• Task statement:
Every line with the string "OutOfRange" in it belongs in your answer, so copy them all from the data.
[[ Data provided, beginning ]]
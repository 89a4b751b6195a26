//! Ordered, timestamp-keyed series with regular-grid sampling.
//!
//! A [`TimeSeries`] holds the irregular points recovered from one session's
//! records. It supports the three operations the resampler needs: dropping
//! physically invalid readings, querying the observed span, and sampling a
//! regular grid of synthetic points via linear interpolation.

use std::collections::BTreeMap;

use thiserror::Error;

/// Errors from regular-grid sampling.
#[derive(Debug, Clone, PartialEq, Eq, Error)]
pub enum SampleError {
    /// The requested timestamp lies before the first or after the last point.
    #[error("timestamp {timestamp} ms outside the series span [{first}, {last}] ms")]
    OutOfRange {
        timestamp: i64,
        first: i64,
        last: i64,
    },

    /// The series has no points left to sample from.
    #[error("cannot sample an empty series")]
    Empty,

    #[error("sampling interval must be positive (got {0} ms)")]
    NonPositiveInterval(i64),
}

/// An irregular time series keyed by milliseconds since midnight.
///
/// Points stay sorted by timestamp regardless of insertion order. Inserting
/// a point at a timestamp that is already present overwrites the earlier
/// value: when two records resolve to the same millisecond, the later record
/// wins.
#[derive(Debug, Clone, Default, PartialEq)]
pub struct TimeSeries {
    points: BTreeMap<i64, f64>,
}

impl TimeSeries {
    pub fn new() -> Self {
        Self::default()
    }

    pub fn from_points(points: impl IntoIterator<Item = (i64, f64)>) -> Self {
        Self {
            points: points.into_iter().collect(),
        }
    }

    /// Insert a point, returning the value it displaced if the timestamp was
    /// already present.
    pub fn insert(&mut self, timestamp: i64, value: f64) -> Option<f64> {
        self.points.insert(timestamp, value)
    }

    pub fn len(&self) -> usize {
        self.points.len()
    }

    pub fn is_empty(&self) -> bool {
        self.points.is_empty()
    }

    /// Timestamp of the earliest point.
    pub fn first_key(&self) -> Option<i64> {
        self.points.keys().next().copied()
    }

    /// Timestamp of the latest point.
    pub fn last_key(&self) -> Option<i64> {
        self.points.keys().next_back().copied()
    }

    /// Points in timestamp order.
    pub fn iter(&self) -> impl Iterator<Item = (i64, f64)> + '_ {
        self.points.iter().map(|(&t, &v)| (t, v))
    }

    /// Drop every point whose value is zero or negative.
    ///
    /// A non-positive throughput reading is not a valid instantaneous rate,
    /// so the point is removed outright rather than clamped.
    pub fn retain_positive(&mut self) {
        self.points.retain(|_, value| *value > 0.0);
    }

    /// Value at `timestamp`, linearly interpolated between the two bracketing
    /// points. A timestamp that coincides with an existing point returns that
    /// point's value unchanged.
    pub fn interpolate(&self, timestamp: i64) -> Result<f64, SampleError> {
        let (first, last) = match (self.first_key(), self.last_key()) {
            (Some(first), Some(last)) => (first, last),
            _ => return Err(SampleError::Empty),
        };
        if timestamp < first || timestamp > last {
            return Err(SampleError::OutOfRange {
                timestamp,
                first,
                last,
            });
        }

        let (&t0, &v0) = match self.points.range(..=timestamp).next_back() {
            Some(point) => point,
            None => {
                return Err(SampleError::OutOfRange {
                    timestamp,
                    first,
                    last,
                })
            }
        };
        if t0 == timestamp {
            return Ok(v0);
        }
        let (&t1, &v1) = match self.points.range(timestamp..).next() {
            Some(point) => point,
            None => {
                return Err(SampleError::OutOfRange {
                    timestamp,
                    first,
                    last,
                })
            }
        };

        let fraction = (timestamp - t0) as f64 / (t1 - t0) as f64;
        Ok(v0 + (v1 - v0) * fraction)
    }

    /// Sample the series at `start, start+interval, ...` up to and including
    /// `end`, producing one interpolated point per grid timestamp.
    ///
    /// The caller is responsible for choosing `[start, end]` inside the
    /// series span; a grid point outside it fails with
    /// [`SampleError::OutOfRange`].
    pub fn sample(
        &self,
        interval: i64,
        start: i64,
        end: i64,
    ) -> Result<Vec<(i64, f64)>, SampleError> {
        if interval <= 0 {
            return Err(SampleError::NonPositiveInterval(interval));
        }

        let capacity = if end >= start {
            ((end - start) / interval + 1) as usize
        } else {
            0
        };
        let mut sampled = Vec::with_capacity(capacity);
        let mut timestamp = start;
        while timestamp <= end {
            sampled.push((timestamp, self.interpolate(timestamp)?));
            timestamp += interval;
        }
        Ok(sampled)
    }
}

impl FromIterator<(i64, f64)> for TimeSeries {
    fn from_iter<I: IntoIterator<Item = (i64, f64)>>(iter: I) -> Self {
        Self::from_points(iter)
    }
}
[[ Data provided, end ]]
• Result of the task:
    OutOfRange {
            return Err(SampleError::OutOfRange {
                return Err(SampleError::OutOfRange {
                return Err(SampleError::OutOfRange {
    /// [`SampleError::OutOfRange`].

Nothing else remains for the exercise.